"Right" Life Jackets Crucial for Safety

"Right" Life Jackets Crucial for Safety

Jul 02, 2009

As you and your family heads off to our region's lakes and rivers and swimming pools, the Spokane Regional Health District wants you to know that your old life jackets and other personal floatation devices (PFD) may need to be replaced. Make sure that every member of the family has a PFD that fits properly, is in good condition, and will be effective.

"Everyone should wear properly fitting, Coast Guard-approved life jackets when boating, fishing and participating in other water activities," says Dr.
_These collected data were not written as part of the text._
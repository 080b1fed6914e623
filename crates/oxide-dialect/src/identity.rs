//! Generated key retrieval after INSERT.

use std::sync::LazyLock;

use regex::Regex;
use tracing::debug;

use crate::dialect::Dialect;
use crate::error::{BoxError, DialectError, Result};
use crate::quote::coerce_integer;
use crate::value::Value;

static INSERT: LazyLock<Regex> = LazyLock::new(|| Regex::new(r"(?i)^\s*INSERT\b").unwrap());

/// Runs statements on a live connection.
///
/// The identity lookup relies on the executor issuing both statements on
/// the same session.
pub trait StatementExecutor {
    /// Whatever the driver returns for a statement.
    type Output;

    /// Executes a statement.
    fn execute(&self, sql: &str) -> std::result::Result<Self::Output, BoxError>;

    /// Executes a query and returns the first column of the first row.
    fn select_scalar(&self, sql: &str) -> std::result::Result<Value, BoxError>;
}

/// Result of [`execute`].
#[derive(Debug, Clone, PartialEq, Eq)]
pub enum ExecOutcome<T> {
    /// The executor's own result.
    Raw(T),
    /// The key generated by an INSERT.
    LastInsertId(i64),
}

/// Returns true if `sql` is an INSERT statement.
#[must_use]
pub fn is_insert(sql: &str) -> bool {
    INSERT.is_match(sql)
}

/// Executes `sql`; for INSERTs, returns the generated key instead of the
/// executor's result.
///
/// # Errors
///
/// Executor failures are wrapped in [`DialectError::Executor`]; an identity
/// value that is not an integer yields [`DialectError::ValueCoercion`].
pub fn execute<D, E>(dialect: &D, executor: &E, sql: &str) -> Result<ExecOutcome<E::Output>>
where
    D: Dialect + ?Sized,
    E: StatementExecutor + ?Sized,
{
    let output = executor.execute(sql).map_err(DialectError::Executor)?;
    if !is_insert(sql) {
        return Ok(ExecOutcome::Raw(output));
    }
    match last_insert_id(dialect, executor)? {
        Some(id) => Ok(ExecOutcome::LastInsertId(id)),
        None => Ok(ExecOutcome::Raw(output)),
    }
}

/// Queries the session's last generated key. `None` if the dialect has no
/// such query.
///
/// # Errors
///
/// See [`execute`].
pub fn last_insert_id<D, E>(dialect: &D, executor: &E) -> Result<Option<i64>>
where
    D: Dialect + ?Sized,
    E: StatementExecutor + ?Sized,
{
    let Some(query) = dialect.last_identity_query() else {
        return Ok(None);
    };
    let value = executor
        .select_scalar(query)
        .map_err(DialectError::Executor)?;
    let id = identity_value(&value)?;
    debug!(query = %query, id, "Fetched last insert id");
    Ok(Some(id))
}

fn identity_value(value: &Value) -> Result<i64> {
    match value {
        Value::Null => Ok(0),
        Value::Int(n) => Ok(*n),
        Value::Text(text) | Value::QuotedId(text) => coerce_integer(text),
        Value::Float(f) if f.fract().abs() < f64::EPSILON => coerce_integer(&format!("{f:.0}")),
        other => Err(DialectError::ValueCoercion {
            value: format!("{other:?}"),
            target: "identity",
        }),
    }
}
Joel McCullough, Health Officer for the Spokane Regional Health District. "In addition, to prevent a tragedy, it is essential that all children wear a life jacket whenever in or near water."

Life Jacket Coupons
To assist families in purchasing affordable, properly fitting life jackets, Big 5 Sporting Goods is partnering with the Health District and the Inland NW Drowning Prevention Coalition to provide 25% off discount coupons for life jackets. The coupons provide tips for proper life jacket selection, fit and use, and may be redeemed at any Big 5 Sporting Goods Store in Washington or north Idaho through September 30th. The coupons may be used by all ages, as adults are encouraged to use life jackets to prevent drowning and to provide a positive role model for kids. The coupons are available at 324-1560 ext 4 or by clicking here.
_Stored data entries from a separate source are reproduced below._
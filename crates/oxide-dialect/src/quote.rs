//! Literal and identifier quoting.

use crate::column::{AbstractKind, ColumnSpec};
use crate::dialect::Dialect;
use crate::error::{DialectError, Result};
use crate::value::Value;

/// Renders `value` as a SQL literal for `dialect`.
///
/// The optional column steers how text is rendered: binary columns get a
/// hex literal, boolean columns get the dialect's boolean tokens, integer
/// columns and non-textual primary keys get a bare numeral (drivers and
/// schema defaults hand these back as text).
///
/// # Errors
///
/// Returns [`DialectError::ValueCoercion`] when text bound for an integer
/// or boolean column does not parse, and for NaN or infinite floats.
pub fn quote<D: Dialect + ?Sized>(
    dialect: &D,
    value: &Value,
    column: Option<&ColumnSpec>,
) -> Result<String> {
    let sql = match value {
        Value::QuotedId(quoted) => quoted.clone(),
        Value::Null => String::from("NULL"),
        Value::Bool(true) => dialect.quoted_true().to_string(),
        Value::Bool(false) => dialect.quoted_false().to_string(),
        Value::Int(n) => n.to_string(),
        Value::Float(f) if f.is_finite() => f.to_string(),
        Value::Float(f) => {
            return Err(DialectError::ValueCoercion {
                value: f.to_string(),
                target: "finite number",
            });
        }
        Value::Binary(bytes) => hex_literal(bytes),
        Value::Timestamp(ts) => format!("'{}'", ts.format("%Y-%m-%d %H:%M:%S%.f")),
        Value::Date(date) => format!("'{}'", date.format("%Y-%m-%d")),
        Value::Text(text) => quote_text(dialect, text, column)?,
    };
    Ok(sql)
}

fn quote_text<D: Dialect + ?Sized>(
    dialect: &D,
    text: &str,
    column: Option<&ColumnSpec>,
) -> Result<String> {
    if text.is_empty() && dialect.quotes_empty_string_directly() {
        return Ok(String::from("''"));
    }
    match column {
        Some(col) if col.kind == AbstractKind::Binary => Ok(hex_literal(text.as_bytes())),
        Some(col) if col.kind == AbstractKind::Boolean => {
            let token = if coerce_boolean(text)? {
                dialect.quoted_true()
            } else {
                dialect.quoted_false()
            };
            Ok(token.to_string())
        }
        Some(col) if wants_integer(col) => Ok(coerce_integer(text)?.to_string()),
        _ => Ok(format!("'{}'", dialect.quote_string(text))),
    }
}

fn wants_integer(column: &ColumnSpec) -> bool {
    column.kind == AbstractKind::Integer || (column.primary && !column.is_textual())
}

/// Parses text as an integer, ignoring surrounding whitespace.
///
/// # Errors
///
/// Returns [`DialectError::ValueCoercion`] if the text is not an integer.
pub fn coerce_integer(text: &str) -> Result<i64> {
    text.trim()
        .parse::<i64>()
        .map_err(|_| DialectError::ValueCoercion {
            value: text.to_string(),
            target: "integer",
        })
}

/// Parses boolean text: `true`/`false`, `t`/`f`, `yes`/`no` or `1`/`0`,
/// in any case.
///
/// # Errors
///
/// Returns [`DialectError::ValueCoercion`] for anything else.
pub fn coerce_boolean(text: &str) -> Result<bool> {
    match text.trim().to_ascii_lowercase().as_str() {
        "1" | "t" | "true" | "y" | "yes" => Ok(true),
        "0" | "f" | "false" | "n" | "no" => Ok(false),
        _ => Err(DialectError::ValueCoercion {
            value: text.to_string(),
            target: "boolean",
        }),
    }
}

fn hex_literal(bytes: &[u8]) -> String {
    let hex: String = bytes.iter().map(|b| format!("{b:02x}")).collect();
    format!("X'{hex}'")
}

/// Doubles every single quote.
#[must_use]
pub fn escape_string(text: &str) -> String {
    text.replace('\'', "''")
}

/// Inverse of a quoted string literal: strips the outer quotes and
/// collapses doubled quotes. Returns `None` if `literal` is not quoted.
#[must_use]
pub fn unquote_string(literal: &str) -> Option<String> {
    let inner = literal.strip_prefix('\'')?.strip_suffix('\'')?;
    Some(inner.replace("''", "'"))
}

/// Quotes an identifier that cannot appear bare.
///
/// Names containing a hyphen are upper-cased (the server folds quoted
/// names) and wrapped in double quotes; all other names pass through.
#[must_use]
pub fn quote_identifier(name: &str) -> String {
    if name.contains('-') {
        format!("\"{}\"", name.to_uppercase())
    } else {
        name.to_string()
    }
}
View a video showing how to properly select and fit a life jacket.

Important Life Jacket Tips:

  • Even the most experienced swimmers and boaters can misjudge changing water conditions in open water. Be prepared at all times by wearing a life jacket - you'll never know when you'll be tossed into the water.
  • Parents are powerful role models - if they wear life jackets, it's more likely their children will too.
  • A number of water safety laws improve the use of life jackets and prevent drowning:
    • Children 12 years old and under must wear a U.S. Coast Guard-approved life jacket on moving boats less than 19 feet in length in Washington.
    • Recreational boats must carry one U.S. Coast Guard-approved life jacket for each person aboard. The life jacket must be readily accessible, properly sized, and in good condition. This is a nationwide Coast Guard regulation.
    • For additional boating law information go to
  • Take life jackets, a rescue device, a cell phone, and someone who knows CPR whenever you are out on the water.
  • Parents need to teach their children about the dangers of open water at rivers and beaches.
  • Have children wear a life jacket that fits them properly.
  • Many sporting goods stores will assist customers in selecting appropriate, properly fitting life jackets.
  • Watch children closely around water - they can go under water quickly and quietly. See the information below to learn more about a way to make sure that someone is always watching the kids near the water.

Child Watcher Tags:
The Spokane Regional Health District has developed a Designated Child Watcher Tag for use by parents who are supervising children during water recreation activities. These activities include swimming at the pool or the beach, and boating, especially when a group of children are present at waterside social gatherings such as barbecues or birthday parties. The tag contains Rescue Steps and Rescue Breathing Tips for Children and Infants to assist a child watcher needing to respond to a submersion incident. A whistle is attached for signaling the attention of children involved in water play. A brochure also accompanies the tag with information regarding responsible supervision of children around water activities both at home and away from home, with an emphasis on designating a responsible adult to watch the children.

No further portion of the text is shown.